Task statement
Where the line containing "use crate::validation::check_span;" appears, end your copy; everything from the first line of the records below up to and including it must be reproduced exactly.

Entries supplied
===============
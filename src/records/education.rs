use axum::{
    extract::{Path, State},
    http::StatusCode,
    routing::get,
    Json, Router,
};
use rust_decimal::Decimal;
use serde::{Deserialize, Serialize};
use sqlx::{FromRow, PgPool};
use time::OffsetDateTime;
use tracing::instrument;
use uuid::Uuid;

use crate::auth::ApplicantUser;
use crate::error::{ApiError, ApiResult};
use crate::profile::completion;
use crate::records::require_profile;
use crate::state::AppState;
use crate::validation::check_span;

#[derive(Debug, Clone, Serialize, Deserialize, FromRow)]
pub struct Education {
    pub id: Uuid,
    #[serde(skip_serializing)]
    pub profile_id: Uuid,
    pub degree_type: String,
    pub degree_name: String,
    pub institution: String,
    pub field_of_study: String,
    pub start_year: i32,
    pub end_year: Option<i32>,
    pub is_current: bool,
    pub percentage: Option<Decimal>,
    pub cgpa: Option<Decimal>,
    pub description: String,
    pub created_at: OffsetDateTime,
}

impl Education {
    /// "2019 - 2023", "2021 - Present".
    pub fn duration(&self) -> String {
        if self.is_current {
            format!("{} - Present", self.start_year)
        } else if let Some(end) = self.end_year {
            format!("{} - {}", self.start_year, end)
        } else {
            self.start_year.to_string()
        }
    }
}

#[derive(Debug, Serialize)]
pub struct EducationView {
    #[serde(flatten)]
    pub record: Education,
    pub duration: String,
}

impl From<Education> for EducationView {
    fn from(record: Education) -> Self {
        let duration = record.duration();
        Self { record, duration }
    }
}

#[derive(Debug, Deserialize)]
pub struct EducationPayload {
    pub degree_type: String,
    pub degree_name: String,
    pub institution: String,
    #[serde(default)]
    pub field_of_study: String,
    pub start_year: i32,
    pub end_year: Option<i32>,
    #[serde(default)]
    pub is_current: bool,
    pub percentage: Option<Decimal>,
    pub cgpa: Option<Decimal>,
    #[serde(default)]
    pub description: String,
}

impl EducationPayload {
    fn validate(&self) -> ApiResult<()> {
        check_span(
            &self.start_year,
            self.end_year.as_ref(),
            self.is_current,
            "end_year",
        )
    }
}

pub async fn list_for_profile(db: &PgPool, profile_id: Uuid) -> anyhow::Result<Vec<Education>> {
    let rows = sqlx::query_as::<_, Education>(
        r#"
        SELECT id, profile_id, degree_type, degree_name, institution,
               field_of_study, start_year, end_year, is_current, percentage,
               cgpa, description, created_at
        FROM education
        WHERE profile_id = $1
        ORDER BY end_year DESC NULLS FIRST, start_year DESC
        "#,
    )
    .bind(profile_id)
    .fetch_all(db)
    .await?;
    Ok(rows)
}

async fn find_owned(db: &PgPool, profile_id: Uuid, id: Uuid) -> anyhow::Result<Option<Education>> {
    let row = sqlx::query_as::<_, Education>(
        r#"
        SELECT id, profile_id, degree_type, degree_name, institution,
               field_of_study, start_year, end_year, is_current, percentage,
               cgpa, description, created_at
        FROM education
        WHERE id = $1 AND profile_id = $2
        "#,
    )
    .bind(id)
    .bind(profile_id)
    .fetch_optional(db)
    .await?;
    Ok(row)
}

pub fn router() -> Router<AppState> {
    Router::new()
        .route("/education", get(list).post(create))
        .route("/education/:id", get(get_one).put(update).delete(delete_one))
}

#[instrument(skip(state))]
async fn list(
    State(state): State<AppState>,
    ApplicantUser(user): ApplicantUser,
) -> ApiResult<Json<Vec<EducationView>>> {
    let profile_id = require_profile(&state.db, &user).await?;
    let rows = list_for_profile(&state.db, profile_id).await?;
    Ok(Json(rows.into_iter().map(EducationView::from).collect()))
}

#[instrument(skip(state, payload))]
async fn create(
    State(state): State<AppState>,
    ApplicantUser(user): ApplicantUser,
    Json(payload): Json<EducationPayload>,
) -> ApiResult<(StatusCode, Json<EducationView>)> {
    let profile_id = require_profile(&state.db, &user).await?;
    payload.validate()?;

    let row = sqlx::query_as::<_, Education>(
        r#"
        INSERT INTO education (profile_id, degree_type, degree_name, institution,
                               field_of_study, start_year, end_year, is_current,
                               percentage, cgpa, description)
        VALUES ($1, $2, $3, $4, $5, $6, $7, $8, $9, $10, $11)
        RETURNING id, profile_id, degree_type, degree_name, institution,
                  field_of_study, start_year, end_year, is_current, percentage,
                  cgpa, description, created_at
        "#,
    )
    .bind(profile_id)
    .bind(&payload.degree_type)
    .bind(&payload.degree_name)
    .bind(&payload.institution)
    .bind(&payload.field_of_study)
    .bind(payload.start_year)
    .bind(payload.end_year)
    .bind(payload.is_current)
    .bind(payload.percentage)
    .bind(payload.cgpa)
    .bind(&payload.description)
    .fetch_one(&state.db)
    .await?;

    completion::recompute(&state.db, profile_id).await?;
    Ok((StatusCode::CREATED, Json(EducationView::from(row))))
}

#[instrument(skip(state))]
async fn get_one(
    State(state): State<AppState>,
    ApplicantUser(user): ApplicantUser,
    Path(id): Path<Uuid>,
) -> ApiResult<Json<EducationView>> {
    let profile_id = require_profile(&state.db, &user).await?;
    let row = find_owned(&state.db, profile_id, id)
        .await?
        .ok_or_else(|| ApiError::not_found("Education record not found"))?;
    Ok(Json(EducationView::from(row)))
}

#[instrument(skip(state, payload))]
async fn update(
    State(state): State<AppState>,
    ApplicantUser(user): ApplicantUser,
    Path(id): Path<Uuid>,
    Json(payload): Json<EducationPayload>,
) -> ApiResult<Json<EducationView>> {
    let profile_id = require_profile(&state.db, &user).await?;
    payload.validate()?;

    find_owned(&state.db, profile_id, id)
        .await?
        .ok_or_else(|| ApiError::not_found("Education record not found"))?;

    let row = sqlx::query_as::<_, Education>(
        r#"
        UPDATE education SET
            degree_type = $3, degree_name = $4, institution = $5,
            field_of_study = $6, start_year = $7, end_year = $8,
            is_current = $9, percentage = $10, cgpa = $11, description = $12
        WHERE id = $1 AND profile_id = $2
        RETURNING id, profile_id, degree_type, degree_name, institution,
                  field_of_study, start_year, end_year, is_current, percentage,
                  cgpa, description, created_at
        "#,
    )
    .bind(id)
    .bind(profile_id)
    .bind(&payload.degree_type)
    .bind(&payload.degree_name)
    .bind(&payload.institution)
    .bind(&payload.field_of_study)
    .bind(payload.start_year)
    .bind(payload.end_year)
    .bind(payload.is_current)
    .bind(payload.percentage)
    .bind(payload.cgpa)
    .bind(&payload.description)
    .fetch_one(&state.db)
    .await?;

    completion::recompute(&state.db, profile_id).await?;
    Ok(Json(EducationView::from(row)))
}

#[instrument(skip(state))]
async fn delete_one(
    State(state): State<AppState>,
    ApplicantUser(user): ApplicantUser,
    Path(id): Path<Uuid>,
) -> ApiResult<StatusCode> {
    let profile_id = require_profile(&state.db, &user).await?;
    let result = sqlx::query("DELETE FROM education WHERE id = $1 AND profile_id = $2")
        .bind(id)
        .bind(profile_id)
        .execute(&state.db)
        .await?;
    if result.rows_affected() == 0 {
        return Err(ApiError::not_found("Education record not found"));
    }
    completion::recompute(&state.db, profile_id).await?;
    Ok(StatusCode::NO_CONTENT)
}

#[cfg(test)]
mod tests {
    use super::*;

    fn payload() -> EducationPayload {
        EducationPayload {
            degree_type: "bachelor".into(),
            degree_name: "B.Tech".into(),
            institution: "IIT".into(),
            field_of_study: "CS".into(),
            start_year: 2018,
            end_year: Some(2022),
            is_current: false,
            percentage: None,
            cgpa: None,
            description: String::new(),
        }
    }

    #[test]
    fn completed_education_with_end_year_passes() {
        assert!(payload().validate().is_ok());
    }

    #[test]
    fn current_education_must_not_have_end_year() {
        let mut p = payload();
        p.is_current = true;
        assert!(p.validate().is_err());
        p.end_year = None;
        assert!(p.validate().is_ok());
    }

    #[test]
    fn completed_education_requires_end_year() {
        let mut p = payload();
        p.end_year = None;
        assert!(p.validate().is_err());
    }

    #[test]
    fn end_year_must_not_precede_start() {
        let mut p = payload();
        p.end_year = Some(2017);
        assert!(p.validate().is_err());
    }

    #[test]
    fn duration_renders_current_and_closed_spans() {
        let mut e = Education {
            id: Uuid::new_v4(),
            profile_id: Uuid::new_v4(),
            degree_type: "bachelor".into(),
            degree_name: "B.Tech".into(),
            institution: "IIT".into(),
            field_of_study: String::new(),
            start_year: 2018,
            end_year: Some(2022),
            is_current: false,
            percentage: None,
            cgpa: None,
            description: String::new(),
            created_at: OffsetDateTime::now_utc(),
        };
        assert_eq!(e.duration(), "2018 - 2022");
        e.is_current = true;
        e.end_year = None;
        assert_eq!(e.duration(), "2018 - Present");
        e.is_current = false;
        assert_eq!(e.duration(), "2018");
    }
}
===============
Response to this task
filename src/records/education.rs
use axum::{
    extract::{Path, State},
    http::StatusCode,
    routing::get,
    Json, Router,
};
use rust_decimal::Decimal;
use serde::{Deserialize, Serialize};
use sqlx::{FromRow, PgPool};
use time::OffsetDateTime;
use tracing::instrument;
use uuid::Uuid;

use crate::auth::ApplicantUser;
use crate::error::{ApiError, ApiResult};
use crate::profile::completion;
use crate::records::require_profile;
use crate::state::AppState;
use crate::validation::check_span;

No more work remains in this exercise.